Broken Down Film de Ozamu Tezuka e
Interplanetary revolution de Nikolai Khdataev son dos cortos animados que
comparten algo en común: ambos juegan con la imagen para contar de forma
interesante algo que ya hemos visto. Y si bien ambos comparten eso, sus objetivos son claramente diferentes.
Broken Down Film cuenta la típica historia de un vaquero
que salva a una chica de ser aplastada por un tren y de paso vence al villano
que la había atado.
Lo diferente es como su director juega
con la imagen para lograr un efecto cómico, el cual logra exitosamente porque utiliza el material fílmico como una
herramienta más.
Por ejemplo vemos secuencias repetidas
como si eso fuera la culpa del proyeccionista que se equivocó o también en el momento del clímax amoroso este pasa a otra escena con
otra estética para luego volver al clímax. E inclusive se mete con el máximo
genero americano: el western, mostrando
al héroe como un debilucho y torpe y obviando la forma tradicional de contar
las cosas de una forma clara y transparente sin que se note la presencia del
director cosa que en este corto pasa lo contrario, vemos como el director metió mano en cada
fotograma. Y es ese capaz su objetivo: Mostrar las posibilidades ilimitadas que
tiene el cine para contar una historia.
Interplanetary Revolution también
muestra estas posibilidades pero esta vez su objetivo es la propaganda
comunista típica de la época en que se realizó (pleno gobierno de Stalin) y
tiene más en común con el cine de Sergei
Eisestein, ese cine que si bien promueve el comunismo es tan elitista que solo
muy pocos pueden entenderlo. Y de hecho si no se está contextualizado es
posible que no entienda que está contando el director. Nikolai Khdataev usa
fotos estampadas como fondo mientras pone imágenes en movimiento, muchas veces
con un sentido metafórico inentendible. En otros momentos el fondo está en
movimiento como por ejemplo cuando está viajando por el espacio. Inclusive
Khdataev retoca las fotos para darles movimiento y termina dándole un efecto de
extrañeza que causa gracia. La contra es que justamente toda esas metáforas por
mas contextualizado que se esté siguen siendo en la mayoría de los casos
indescifrables, inclusive en un mismo plano se dan varias imágenes metafóricas
al mismo tiempo que uno no logra interpretar todas.
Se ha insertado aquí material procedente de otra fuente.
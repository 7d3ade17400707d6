//! dnsmasq config rendering
//!
//! The template is fixed; every value comes straight from the cluster
//! configuration. Empty fields are rendered as empty strings, there is no
//! partial-config guard at this level.

use crate::error::{DnsmasqError, Result};
use crate::service::RestartCommand;
use minijinja::Environment;
use serde::Serialize;
use std::path::Path;
use tracing::info;
use wild_central_common::Config;

/// DHCP lease duration handed out for the configured range
pub const LEASE_DURATION: &str = "12h";

/// Upstream resolvers for everything outside the local domains
pub const UPSTREAM_RESOLVERS: &[&str] = &["1.1.1.1", "8.8.8.8"];

/// Directory dnsmasq's built-in TFTP server serves loaders from
pub const TFTP_ROOT: &str = "/var/ftpd";

const DNSMASQ_TEMPLATE: &str = r#"# Configuration file for dnsmasq.

# Basic Settings
interface={{ interface }}
listen-address={{ dns_ip }}
domain-needed
bogus-priv
no-resolv

# DNS Local Resolution - Central server handles these domains authoritatively
local=/{{ domain }}/
address=/{{ domain }}/{{ endpoint_ip }}
local=/{{ internal_domain }}/
address=/{{ internal_domain }}/{{ endpoint_ip }}
{% for resolver in upstream_resolvers %}server={{ resolver }}
{% endfor %}
# --- DHCP Settings ---
dhcp-range={{ dhcp_range }},{{ lease_duration }}
dhcp-option=3,{{ router_ip }}
dhcp-option=6,{{ dns_ip }}

# --- PXE Booting ---
enable-tftp
tftp-root={{ tftp_root }}

dhcp-match=set:efi-x86_64,option:client-arch,7
dhcp-boot=tag:efi-x86_64,ipxe.efi
dhcp-boot=tag:!efi-x86_64,undionly.kpxe

dhcp-match=set:efi-arm64,option:client-arch,11
dhcp-boot=tag:efi-arm64,ipxe-arm64.efi

dhcp-userclass=set:ipxe,iPXE
dhcp-boot=tag:ipxe,http://{{ dns_ip }}/boot.ipxe

log-queries
log-dhcp
"#;

/// Named values interpolated into the template
#[derive(Debug, Serialize)]
struct TemplateContext<'a> {
    interface: &'a str,
    dns_ip: &'a str,
    domain: &'a str,
    internal_domain: &'a str,
    endpoint_ip: &'a str,
    dhcp_range: &'a str,
    router_ip: &'a str,
    lease_duration: &'static str,
    upstream_resolvers: &'static [&'static str],
    tftp_root: &'static str,
}

impl<'a> TemplateContext<'a> {
    fn from_config(config: &'a Config) -> Self {
        Self {
            interface: &config.cloud.dnsmasq.interface,
            dns_ip: &config.cloud.dns.ip,
            domain: &config.cloud.domain,
            internal_domain: &config.cloud.internal_domain,
            endpoint_ip: &config.cluster.endpoint_ip,
            dhcp_range: &config.cloud.dhcp_range,
            router_ip: &config.cloud.router.ip,
            lease_duration: LEASE_DURATION,
            upstream_resolvers: UPSTREAM_RESOLVERS,
            tftp_root: TFTP_ROOT,
        }
    }
}

/// Renders, writes and applies the dnsmasq configuration
#[derive(Debug, Clone, Default)]
pub struct DnsmasqGenerator {
    pub(crate) restart: RestartCommand,
}

impl DnsmasqGenerator {
    /// Generator using the default systemd restart command
    pub fn new() -> Self {
        Self::default()
    }

    /// Use a different command to restart the service
    pub fn with_restart_command(mut self, restart: RestartCommand) -> Self {
        self.restart = restart;
        self
    }

    /// Render the dnsmasq configuration for `config`
    pub fn generate(&self, config: &Config) -> Result<String> {
        let mut env = Environment::new();
        env.set_keep_trailing_newline(true);
        let rendered = env.render_str(DNSMASQ_TEMPLATE, TemplateContext::from_config(config))?;
        Ok(rendered)
    }

    /// Render and overwrite the file at `path`
    pub async fn write_config(&self, config: &Config, path: impl AsRef<Path>) -> Result<()> {
        let path = path.as_ref();
        let content = self.generate(config)?;

        info!(path = %path.display(), "Writing dnsmasq config");
        tokio::fs::write(path, content)
            .await
            .map_err(|source| DnsmasqError::Write {
                path: path.to_path_buf(),
                source,
            })
    }
}
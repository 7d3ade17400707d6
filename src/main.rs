// Main binary that starts the daemon
use clap::{Parser, Subcommand};
use color_eyre::eyre::{eyre, Result};
use std::io::stderr;
use std::path::PathBuf;
use tracing::{debug, info};
use tracing_subscriber::{fmt, prelude::*, registry, EnvFilter};

use wild_central_server::{build_service, run as run_server, ServerOptions};

#[derive(Parser, Debug)]
#[command(author, version, about = "Wild Cloud central provisioning daemon", long_about = None)]
struct Cli {
    #[command(subcommand)]
    command: Option<Commands>,

    /// Verbose output - shows more detailed logs
    #[arg(short, long, global = true, default_value_t = false)]
    verbose: bool,

    /// Keep all state under this directory instead of the detected location
    #[arg(long, global = true, env = "WILD_CENTRAL_DATA_DIR")]
    data_dir: Option<PathBuf>,
}

#[derive(Subcommand, Debug)]
enum Commands {
    /// Runs the HTTP API server (default action)
    Serve(ServeArgs),
    /// Prints the dnsmasq config for the current configuration
    Render,
    /// Downloads the PXE boot assets once and exits
    Provision,
}

#[derive(Parser, Debug)]
struct ServeArgs {
    /// Directory the web UI is served from
    #[arg(long, default_value = "static")]
    static_dir: PathBuf,
}

impl Default for ServeArgs {
    fn default() -> Self {
        Self {
            static_dir: PathBuf::from("static"),
        }
    }
}

#[tokio::main]
async fn main() -> Result<()> {
    color_eyre::install()?;

    let cli = Cli::parse();

    // RUST_LOG wins over the built-in directives
    let level = if cli.verbose { "debug" } else { "info" };
    let default_directives = format!(
        "wild_central={level},wild_central_server={level},wild_central_dnsmasq={level},tower_http=warn,hyper=warn,reqwest=warn",
        level = level
    );
    let filter = EnvFilter::try_from_default_env().unwrap_or_else(|_| EnvFilter::new(default_directives));
    registry().with(filter).with(fmt::layer().with_writer(stderr)).init();
    debug!("Global logger initialized.");

    match cli.command.unwrap_or(Commands::Serve(ServeArgs::default())) {
        Commands::Serve(args) => {
            info!(version = env!("CARGO_PKG_VERSION"), "Starting wild-central");
            run_server(ServerOptions {
                data_dir: cli.data_dir,
                static_dir: args.static_dir,
            })
            .await
            .map_err(|e| eyre!("{:#}", e))?;
        }
        Commands::Render => {
            let service = build_service(cli.data_dir).await.map_err(|e| eyre!("{:#}", e))?;
            let rendered = service.render_service_config().await?;
            print!("{}", rendered);
        }
        Commands::Provision => {
            let service = build_service(cli.data_dir).await.map_err(|e| eyre!("{:#}", e))?;
            let assets = service.provision_boot_assets().await?;
            println!("Schematic: {}", assets.schematic_id);
            println!("Kernel: {}", assets.kernel.display());
            println!("Initramfs: {}", assets.initramfs.display());
            println!("Boot script: {}", assets.boot_script.display());
            for loader in &assets.loaders {
                println!("Loader: {}", loader.display());
            }
        }
    }

    Ok(())
}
Stray dogs de Richard Kern no es un
corto animado pero si comparte con los otros dos cortos mencionados el uso de
la herramientas cinematográficas para lograr un efecto. En este caso la banda
sonora compuesta por un conjunto de ruidos distintos y caóticos que van en
aumento para lograr un clímax de locura, inclusive la voz de los personajes
pareciera haber sido grabada después en un estudio lo que le da una sensación
de estar en otro mundo, algo similar ocurría en la película de terror Carnival
of souls (1962) de Herk Harvey, que usaba esto para mostrar que la protagonista
está en otro mundo y que casualmente usaba mucho el sonido para construir
la historia. Y de hecho la historia de
un pintor que es seguido por un hombre que parece ser un demente tiene mucho
que ver con el cine de terror y su final gore da indicios de que así es. Pero
por sobre todo se trata de un corto muy extraño filmado de una manera muy
independiente, con cámara en mano, con muy pocas locaciones y tres actores que
parecieran que actúan o sobreactúan para lograr el efecto de rareza.